Si tratta di una misura che costa fra i 7 e gli 8 miliardi l’anno, sulla quale si sono scoperte centinaia di truffe, spesso per molti milioni di euro, che finisce per distorcere il funzionamento del mercato del lavoro e, quando va bene, o per alimentare il lavoro nero o per generare il “divano di cittadinanza”.

Né mi sembra che quella “sconfitta della povertà” che secondo l’allora leader politico Di Maio avrebbe generato il Rdc ci sia stata in alcun modo, visto che gli ultimi dati Istat evidenziano un forte incremento negli ultimi anni delle persone in povertà. Conte e i Cinquestelle, inconsapevolmente affezionatissimi alle “mammelle” dello Stato, chiedono poi altri flussi di spesa pubblica, magari con chiari e forti scostamenti di bilancio, in una fase in cui il debito pubblico e i suoi interessi stanno crescendo di almeno due o tre miliardi l’anno e prima o poi dovremo fare i conti con i vincoli che l’Unione Europea dovrà pur riadottare.

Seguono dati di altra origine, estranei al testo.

use gcode::Word;
use nom::{
    character::complete::{anychar, char, digit0, digit1},
    combinator::{map, opt, recognize},
    error::VerboseError,
    sequence::{pair, preceded},
    IResult,
};

/// Consumes exactly one address letter, `A`..`Z`.
pub fn address_letter(input: &str) -> IResult<&str, char, VerboseError<&str>> {
    let (rest, c) = anychar(input)?;
    if c.is_ascii_uppercase() {
        Ok((rest, c))
    } else {
        Err(nom::Err::Error(VerboseError {
            errors: alloc_errors(input, "expected an uppercase address letter"),
        }))
    }
}

/// Consumes a signed decimal literal: an optional leading `-`, digits,
/// optionally followed by `.` and more digits.
pub fn signed_number(input: &str) -> IResult<&str, f64, VerboseError<&str>> {
    let (rest, text) = recognize(pair(
        opt(char('-')),
        pair(digit1, opt(pair(char('.'), digit0))),
    ))(input)?;
    text.parse::<f64>().map_or_else(
        |_err| {
            Err(nom::Err::Error(VerboseError {
                errors: alloc_errors(input, "malformed signed decimal literal"),
            }))
        },
        |value| Ok((rest, value)),
    )
}

/// Consumes one word: an address letter immediately followed by a signed
/// decimal (spec §3).
pub fn word(input: &str) -> IResult<&str, Word, VerboseError<&str>> {
    map(
        pair(address_letter, preceded(opt(char('+')), signed_number)),
        |(address, value)| Word::new(address, value),
    )(input)
}

/// Builds a one-element `VerboseError` error list; kept out of the hot path
/// so the two call sites above stay readable.
fn alloc_errors<'a>(
    input: &'a str,
    msg: &'static str,
) -> Vec<(&'a str, nom::error::VerboseErrorKind)> {
    vec![(input, nom::error::VerboseErrorKind::Context(msg))]
}

#[cfg(test)]
mod tests {
    use coverage_helper::test;

    use super::*;

    #[test]
    fn parses_a_simple_axis_word() {
        assert_eq!(word("X10"), Ok(("", Word::new('X', 10.0))));
    }

    #[test]
    fn parses_a_command_word_with_trailing_input() {
        assert_eq!(word("G1X10"), Ok(("X10", Word::new('G', 1.0))));
    }

    #[test]
    fn parses_negative_and_fractional_values() {
        assert_eq!(word("Z-0.5"), Ok(("", Word::new('Z', -0.5))));
        assert_eq!(word("I-1.25"), Ok(("", Word::new('I', -1.25))));
    }

    #[test]
    fn rejects_a_lowercase_address() {
        assert!(word("x10").is_err());
    }

    #[test]
    fn rejects_a_missing_number() {
        assert!(word("X").is_err());
    }
}
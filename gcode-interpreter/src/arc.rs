use gcode::{Instruction, Target};

use crate::{motion::vector_add, InterpretError, ModalState};

/// `angleCalc` for clockwise arcs (spec §4.7): the angle of `(x, y)` as seen
/// from the arc center, folded into `[0, 2π)` such that increasing angle
/// runs clockwise.
fn angle_calc_cw(x: f64, y: f64) -> f64 {
    let x = round_to(x, 6);
    let mut alpha = x.acos();
    if y > 0.0 {
        alpha = 2.0 * core::f64::consts::PI - alpha;
    }
    alpha
}

/// `angleCalc` for counterclockwise arcs (spec §4.7).
fn angle_calc_ccw(x: f64, y: f64) -> f64 {
    let x = round_to(x, 6);
    let mut alpha = x.acos();
    if y < 0.0 {
        alpha = 2.0 * core::f64::consts::PI - alpha;
    }
    alpha
}

/// Rounds `value` to `digits` decimal places.
fn round_to(value: f64, digits: i32) -> f64 {
    let scale = 10f64.powi(digits);
    (value * scale).round() / scale
}

/// The inner angle `beta - alpha` swept from `a` to `b` around candidate
/// center `(xc, yc)`, used only to pick between the two radius-form
/// candidate centers (spec §4.7's `_calcInnerAngle`).
///
/// # Errors
///
/// Returns [`InterpretError::StrangeCircle`] if the candidate center isn't
/// equidistant (within `1e-3`) from `a` and `b`.
fn inner_angle(
    xa: f64,
    ya: f64,
    xb: f64,
    yb: f64,
    xc: f64,
    yc: f64,
    angle_calc: fn(f64, f64) -> f64,
) -> Result<f64, InterpretError> {
    let a = ((xb - xc).powi(2) + (yb - yc).powi(2)).sqrt();
    let b = ((xc - xa).powi(2) + (yc - ya).powi(2)).sqrt();

    if round_to(a - b, 3).abs() > f64::EPSILON {
        return Err(InterpretError::StrangeCircle { a, b });
    }

    let alpha = angle_calc((xa - xc) / a, (ya - yc) / a);
    let mut beta = angle_calc((xb - xc) / a, (yb - yc) / a);
    if beta < alpha {
        beta += 2.0 * core::f64::consts::PI;
    }
    Ok(beta - alpha)
}

/// Emits a `G2`/`G3` arc motion (spec §4.7's `_circleMotion`).
///
/// # Errors
///
/// Returns [`InterpretError::StrangeCircle`] if the resolved center isn't
/// equidistant from the arc's start and end points within `1e-3`.
pub fn circle_motion<T: Target>(
    state: &mut ModalState,
    instr: &Instruction,
    ccw: bool,
    tgt: &mut T,
) -> Result<(), InterpretError> {
    let angle_calc = if ccw { angle_calc_ccw } else { angle_calc_cw };

    let move_xy = crate::motion::read_axes(&instr.params, state.stretch);
    let target = if state.abs_distance_mode {
        move_xy
    } else {
        vector_add(move_xy, state.incr_position)
    };

    let xa = state.position[0];
    let ya = state.position[1];
    let xb = target[0].unwrap_or(state.position[0]);
    let yb = target[1].unwrap_or(state.position[1]);

    let (xc, yc) = if let Some(radius) = instr.param('R') {
        resolve_radius_center(xa, ya, xb, yb, radius.value, angle_calc)?
    } else {
        let i = instr.param('I').map(|w| w.value * state.stretch);
        let j = instr.param('J').map(|w| w.value * state.stretch);
        if state.abs_arc_distance_mode {
            (i.unwrap_or(0.0), j.unwrap_or(0.0))
        } else {
            (
                i.map_or(xa, |v| xa + v),
                j.map_or(ya, |v| ya + v),
            )
        }
    };

    let a = ((xb - xc).powi(2) + (yb - yc).powi(2)).sqrt();
    let b = ((xc - xa).powi(2) + (yc - ya).powi(2)).sqrt();
    if round_to(a - b, 3).abs() > f64::EPSILON {
        return Err(InterpretError::StrangeCircle { a, b });
    }
    let c = ((xa - xb).powi(2) + (ya - yb).powi(2)).sqrt();

    let mut gamma = ((a.powi(2) + b.powi(2) - c.powi(2)) / (2.0 * a * b)).acos();

    let alpha = angle_calc((xa - xc) / a, (ya - yc) / a);
    let mut beta = angle_calc((xb - xc) / a, (yb - yc) / a);
    if beta < alpha {
        beta += 2.0 * core::f64::consts::PI;
    }
    if beta - alpha > core::f64::consts::PI {
        gamma += core::f64::consts::PI;
    }

    #[allow(
        clippy::cast_possible_truncation,
        reason = "machine coordinates are bounded well within i64 range"
    )]
    let dx_center = ((xc - xa) * 1000.0).round() as i64;
    #[allow(
        clippy::cast_possible_truncation,
        reason = "machine coordinates are bounded well within i64 range"
    )]
    let dy_center = ((yc - ya) * 1000.0).round() as i64;

    let mut sweep = gamma * 1_000_000.0;
    if !ccw {
        sweep = -sweep;
    }
    // WinPC-NC seems to always ceil the value, for whatever reason.
    #[allow(
        clippy::cast_possible_truncation,
        reason = "swept angle in microradians stays well within i64 range"
    )]
    let sweep_micro_rad = sweep.ceil() as i64;

    tgt.circle_motion(dx_center, dy_center, sweep_micro_rad);

    for i in 0..3 {
        if let Some(value) = target[i] {
            state.position[i] = value;
            state.incr_position[i] = value;
        }
    }
    state.first_move = false;

    Ok(())
}

/// Resolves the arc center for the radius form of `G2`/`G3` (spec §4.7,
/// "Radius form").
///
/// Of the two points equidistant from `a` at `|r|` that also sit on the
/// perpendicular bisector of `a`-`b`, picks whichever subtends the smaller
/// inner angle; a negative radius picks the other one (the major-arc
/// convention).
fn resolve_radius_center(
    xa: f64,
    ya: f64,
    xb: f64,
    yb: f64,
    radius: f64,
    angle_calc: fn(f64, f64) -> f64,
) -> Result<(f64, f64), InterpretError> {
    let r = radius.powi(2);

    let a = -((-2.0 * ya) - (-2.0 * yb)) / ((-2.0 * xa) - (-2.0 * xb));
    let b =
        -((xa * xa + ya * ya - r) - (xb * xb + yb * yb - r)) / ((-2.0 * xa) - (-2.0 * xb));
    let p = (-2.0 * (xa - b) * a - 2.0 * ya) / (a * a + 1.0);
    let q = ((xa - b) * (xa - b) + ya * ya - r) / (a * a + 1.0);
    let discriminant = (p * p) / 4.0 - q;
    let y1 = -p / 2.0 + discriminant.sqrt();
    let y2 = -p / 2.0 - discriminant.sqrt();
    let x1 = a * y1 + b;
    let x2 = a * y2 + b;

    let angle1 = inner_angle(xa, ya, xb, yb, x1, y1, angle_calc)?;
    let angle2 = inner_angle(xa, ya, xb, yb, x2, y2, angle_calc)?;
    let mut prefer_first = angle1 < angle2;
    if radius < 0.0 {
        prefer_first = !prefer_first;
    }

    Ok(if prefer_first { (x1, y1) } else { (x2, y2) })
}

Ma la maionese impazzita non riguarda solo Conte e i Cinquestelle perché sull’altro fronte, visto che sembra che Enrico Letta e il Pd vogliano dare assoluta priorità allo Ius scholae e a forme di liberalizzazione dell’uso della cannabis, Salvini e la Lega sono in fermento e pronti a fare di tutto per stoppare queste iniziative. C’è poi più sottotraccia una certa agitazione di vari partiti sulla legge elettorale, mentre continuano manovre e manovrette per l’eventuale costituzione di un centro, in un quadro in cui al centro operano troppi capi e capetti, troppe piccole forze politiche, varie delle quali incompatibili l’una con l’altra, e il cantiere del centro assomiglia a quei confusi e inutilmente stracolmi cantieri edilizi in cui non si capisce chi siano i geometri, chi siano i muratori, chi i manovali mentre l’architetto, il progettista e il direttore dei lavori o non si trovano o sono latitanti. In questa sorta di maionese impazzita, si dovrebbe giungere a breve all’impostazione di una seria e rigorosa legge di bilancio.

Sembra che punti al cantiere del centro anche il “pentito” (a capo di una pattuglia di 61 pentiti) Luigi Di Maio, che crede di poter sostituire come riferimento a Beppe Grillo un altro Beppe, Beppe Sala.

A questo punto, un redivivo generale De Gaulle direbbe “vaste programme”, visto come operano buona parte di capi, capetti, leader e semi leader di varie formazioni politiche. Certo, è evidente che Mario Draghi abbia dovuto affinare le sue capacità di analisi e di mediazione politica, ma in queste condizioni non so fino a quanto queste potranno sostenerlo, in assenza di una resipiscenza dei capi e capetti di qualche partito a cominciare da Giuseppe Conte.